A lot has been made of the abstract nature of Procol Harum’s lyrics, so much so that A Whiter Shade of Pale has gone on to have serious theses written about its supposed meanings. Whatever was going through the mind of Reid when he penned these songs is neither here nor there, all that matters is that they evoke powerful images when listened to in verse, the true mark of a skilled writer, song or otherwise.

The ten original songs on Procol Harum are complemented by a feast of bonus tracks, including A Whiter Shade of Pale’s follow-up single, the classical lament of Homburg, and what is the crowning glory of the entire album, the gently moving, previously unreleased, Understandably Blue aka I Realise.

Complete with orchestral segments throughout, Understandably Blue is a real find, here seamlessly mixed from two different recording sessions.
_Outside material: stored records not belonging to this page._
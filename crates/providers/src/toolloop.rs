//! Bounded tool-calling loop.
//!
//! Drives repeated router calls plus caller-supplied tool execution until
//! the model stops requesting tools or the iteration bound is hit. One
//! failing tool never aborts the loop; its error is fed back to the model
//! as a textual result.

use crate::router::Router;
use crate::traits::ChatResponse;
use relay_domain::error::Result;
use relay_domain::tool::{Message, ToolChoice, ToolDefinition};
use serde_json::Value;

/// Default iteration bound.
pub const DEFAULT_MAX_ITERATIONS: usize = 10;

// ━━━━━━━━━━━━━━━━━━━━━━━━━━━━━━━━━━━━━━━━━━━━━━━━━━━━━━━━━━━━━━━━━━
// Executor trait
// ━━━━━━━━━━━━━━━━━━━━━━━━━━━━━━━━━━━━━━━━━━━━━━━━━━━━━━━━━━━━━━━━━━

/// Caller-supplied tool execution: `(name, args) -> result text`.
///
/// The executor may suspend on I/O; the loop awaits it without blocking
/// other loop instances. Errors are caught per call and converted to text.
#[async_trait::async_trait]
pub trait ToolExecutor: Send + Sync {
    async fn execute(&self, name: &str, arguments: &Value) -> Result<String>;
}

// ━━━━━━━━━━━━━━━━━━━━━━━━━━━━━━━━━━━━━━━━━━━━━━━━━━━━━━━━━━━━━━━━━━
// ToolLoop
// ━━━━━━━━━━━━━━━━━━━━━━━━━━━━━━━━━━━━━━━━━━━━━━━━━━━━━━━━━━━━━━━━━━

/// Drives the `awaiting_model → executing_tools → … → done` cycle.
pub struct ToolLoop<'r> {
    router: &'r Router,
    max_iterations: usize,
}

impl<'r> ToolLoop<'r> {
    pub fn new(router: &'r Router) -> Self {
        Self {
            router,
            max_iterations: DEFAULT_MAX_ITERATIONS,
        }
    }

    pub fn with_max_iterations(router: &'r Router, max_iterations: usize) -> Self {
        Self {
            router,
            max_iterations,
        }
    }

    /// Run the loop to completion.
    ///
    /// Returns the first response that carries no tool calls, or — once the
    /// iteration bound is reached — the last model response as-is, with a
    /// warning logged. Never loops unboundedly, never fails because a tool
    /// failed.
    pub async fn run(
        &self,
        mut messages: Vec<Message>,
        tools: Vec<ToolDefinition>,
        tool_choice: ToolChoice,
        executor: &dyn ToolExecutor,
        agent_id: Option<&str>,
    ) -> Result<ChatResponse> {
        let mut iterations = 0usize;

        loop {
            iterations += 1;
            tracing::debug!(iteration = iterations, "tool loop: awaiting model");

            let resp = self
                .router
                .chat_with_tools(
                    messages.clone(),
                    tools.clone(),
                    tool_choice.clone(),
                    agent_id,
                )
                .await?;

            if resp.tool_calls.is_empty() {
                return Ok(resp);
            }

            if iterations >= self.max_iterations {
                tracing::warn!(
                    max_iterations = self.max_iterations,
                    "tool loop iteration bound reached, returning last response"
                );
                return Ok(resp);
            }

            // Record the model's tool requests, then execute each one.
            messages.push(Message::assistant_tool_calls(&resp.content, &resp.tool_calls));

            for call in &resp.tool_calls {
                tracing::debug!(
                    tool = %call.tool_name,
                    call_id = %call.call_id,
                    "tool loop: executing tool"
                );
                let (result_text, is_error) =
                    match executor.execute(&call.tool_name, &call.arguments).await {
                        Ok(text) => (text, false),
                        Err(e) => {
                            tracing::warn!(
                                tool = %call.tool_name,
                                call_id = %call.call_id,
                                error = %e,
                                "tool execution failed, feeding error back to the model"
                            );
                            (format!("tool '{}' failed: {e}", call.tool_name), true)
                        }
                    };
                messages.push(Message::tool_result(
                    &call.call_id,
                    &call.tool_name,
                    result_text,
                    is_error,
                ));
            }
        }
    }
}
It just pips the evergreen Whiter Shade… to the title of Head Full of Snow fave, which in itself is a first, drawing both the top tracks from the bonuses.

A proud booklet accompanies the reissue, filled with in-depth liner notes and photographs from the vaults, what has become the norm with these Fly Reissues and the standard to which other labels and artists should aspire (Universal/ The Rolling Stones take note).

A little lightweight in places, as already stated, and by no means the group’s best – that was still to come and the following album Shine on Brightly would signal this with its shift towards a more concrete footing in progressive rock – but overall Procol Harum is an enjoyable cathedral of organ-laced psych-pop. One that’s well worth taking time out for the occasional pilgrimage.